Ray Healey, 75, who lives in the Frontier Campground and Mobile Home Park on State Road 50 is the rare pedestrian as he takes his 3-mile daily walk on Wednesday.

This is not often the case, but I know something that hardly anybody else does.

That's right. I'm a genuine expert on one particular subject in this county: the 3.8-mile stretch of sidewalk flanking State Road 50 between the Tampa Bay Times office and the Hess Express on the west edge of Brooksville.

I can be sure that few people have up-close, firsthand knowledge of this slab of concrete because just about every time I drive by, it's deserted.

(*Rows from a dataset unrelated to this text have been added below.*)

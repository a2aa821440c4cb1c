//! Plain-text transfer receipt.

use std::fmt::Write;

use api_types::transfer::TransferRecord;

use crate::{dates, money::format_rupiah};

const RULE: &str = "================================";

pub fn render(transfer: &TransferRecord) -> String {
    let mut out = String::new();
    let keterangan = transfer
        .keterangan
        .as_deref()
        .filter(|k| !k.trim().is_empty())
        .unwrap_or("-");

    // Writing into a String cannot fail.
    let _ = writeln!(out, "{RULE}");
    let _ = writeln!(out, "        STRUK TRANSFER");
    let _ = writeln!(out, "{RULE}");
    let _ = writeln!(out);
    let _ = writeln!(out, "Tanggal: {}", dates::display_tanggal(&transfer.tanggal));
    let _ = writeln!(out);
    let _ = writeln!(out, "Nama Bank Tujuan: {}", transfer.bank_tujuan);
    let _ = writeln!(out);
    let _ = writeln!(out, "Nomor Rek Tujuan: {}", transfer.nomor_rekening);
    let _ = writeln!(out);
    let _ = writeln!(out, "Nama Pemilik Rekening Tujuan: {}", transfer.nama_pemilik);
    let _ = writeln!(out);
    let _ = writeln!(out, "Nominal: {}", format_rupiah(transfer.nominal));
    let _ = writeln!(out);
    let _ = writeln!(out, "Total: {}", format_rupiah(transfer.total()));
    let _ = writeln!(out);
    let _ = writeln!(out, "Keterangan: {keterangan}");
    let _ = writeln!(out);
    let _ = writeln!(out, "{RULE}");
    let _ = writeln!(out, "    Terima Kasih");
    let _ = writeln!(out, "{RULE}");
    out
}

pub fn file_name(transfer: &TransferRecord) -> String {
    format!("struk-transfer-{}.txt", transfer.id)
}

#[cfg(test)]
mod tests {
    use rust_decimal::Decimal;

    use super::*;

    #[test]
    fn receipt_shows_total_and_placeholder_note() {
        let transfer = TransferRecord {
            id: 5,
            tanggal: "2024-05-01".to_string(),
            bank_tujuan: "Mandiri".to_string(),
            nomor_rekening: "1234567890".to_string(),
            nama_pemilik: "Dewi".to_string(),
            nominal: Decimal::new(1_000_000, 0),
            biaya: Decimal::new(7_500, 0),
            keterangan: Some(" ".to_string()),
            status: None,
            cashier_id: None,
        };

        let text = render(&transfer);
        assert!(text.contains("Tanggal: 01/05/2024"));
        assert!(text.contains("Nominal: Rp 1.000.000"));
        assert!(text.contains("Total: Rp 1.007.500"));
        assert!(text.contains("Keterangan: -"));
        assert_eq!(file_name(&transfer), "struk-transfer-5.txt");
    }
}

I do see an occasional mountain bike rider, and Times photographer Octavio Jones managed to find a snowbird from a nearby mobile home park out for a stroll last week.

But I would bet that very few people have done what I did Tuesday evening — walk the entire stretch.

I did this during rush hour. The weather was perfect. The surface of the brand-new sidewalk is, of course, absolutely smooth.

All that's preventing folks from using this path — and on my walk I didn't see a soul, not on a bike or on foot, not on either side of the highway — is the simple fact that there is no place to go.

Not conveniently. Not by walking.

And as much as I'd like to claim unique knowledge of this fact, other people have noticed it, too.

For a while it seemed as if every other visitor to our office complained that these sidewalks were a complete waste of money.

I wouldn't go that far.

This is the Tampa Bay area, after all, one of the most lethal places in the country to walk or ride a bike.

Several years ago, the regional office of the state Department of Transportation started building sidewalks and marking bike lanes for every highway it resurfaced in urban areas. It was a wise move, one that will pay off in the future, as growth fills in empty spaces with potential sidewalk users.

Also, sidewalks are cheap, at least compared to roads. The nearly completed improvement of SR 50 in front of our office is just a resurfacing, not a widening. Yet the price of the sidewalks, $381,000, made up less than 10 percent of the job's total cost, $4.2 million.

Still, for this stretch of road and a few others in similarly empty parts of the county, sidewalks just don't seem to fit.

I walked past grazing cattle in wide-open pastures. I saw no real job centers other than Brooksville Regional Hospital, and it would take another hike just to get down its driveway. The only two real stores available on the north side of the road were the Hess and a RaceTrac, a blister-raising 2.8 miles apart.

Bikes are better for those kinds of distances, and we would have been better served with an asphalt bike path rather than a sidewalk on the south side of the highway.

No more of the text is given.